Having recently welcomed her second son, Bodhi, with husband Brian Austin Green (their first, Noah, turns 2 in September), the 28-year-old bombshell dishes on staying fit after baby, how motherhood has changed her, and ditching her trademark tattoos.
OK!: How intense was your childhood obsession with TMNT?
Megan Fox: I had a crush on Michelangelo! When you’re little, you do kind of have a crush on cartoon characters, as ridiculous as that sounds. Michelangelo was the comic relief, the one who never took anything too seriously — and now I can see that his personality echoed my father’s. I think I was taken with him for that reason.
OK!:Your character fights crime — but you were pregnant in real life!
MF: I got pregnant 10 days into making this movie. I was hormonal, so I was sensitive and everything made me cry.
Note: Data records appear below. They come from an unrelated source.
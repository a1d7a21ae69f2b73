//! MetaMCP Proxy Library
//!
//! Transport factory, connection pools, namespace aggregation and the
//! HTTP/SSE front end of the MetaMCP proxy.

pub mod config;
pub mod error;
pub mod logs;
pub mod mcp;
pub mod metamcp;
pub mod pool;
pub mod routes;
pub mod state;
pub mod transport;

#[cfg(test)]
mod test_support;

pub use config::Config;
pub use error::{ApiError, ApiResult};
pub use logs::ServerLogStore;
pub use metamcp::MetaMcpPool;
pub use pool::ConnectionPool;
pub use state::AppState;
pub use transport::TransportFactory;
When you’re in your first trimester, all you want to do is lie in bed and watch movies — you definitely don’t want to make an action movie, climbing fences and screaming!
OK!: You gave birth to Bodhi just six months ago. How are you working to get your body back into shape?
MF: It’s just about eating differently. I don’t eat bread anymore, and I cry at night because of it…. But, seriously, I’m just eating a lot of proteins, fruits and vegetables. [Eating well] actually makes you more efficient as a mother. You’re able to expend more energy without being exhausted.
OK!: You’re known for your multiple tattoos. Is it true you’re over them?
MF: I want to get rid of a lot of them, because what makes sense to you when you’re 18 doesn’t make sense when you’re 28 and have children. I don’t want a portrait of Marilyn Monroe on my arm anymore. It’s not significant to me, it doesn’t represent where I’m going in my life.
OK!: Has having kids changed you?
MF: Yeah, it’s made me so much more aware. You start asking all these questions — what is the purpose of this soul, and why did he choose me to be his mother? — that you didn’t when you were younger, because they just weren’t important to you. The only thing [I’m worried about] now is making sure my children are safe and happy. That’s my biggest fear, every moment of every day.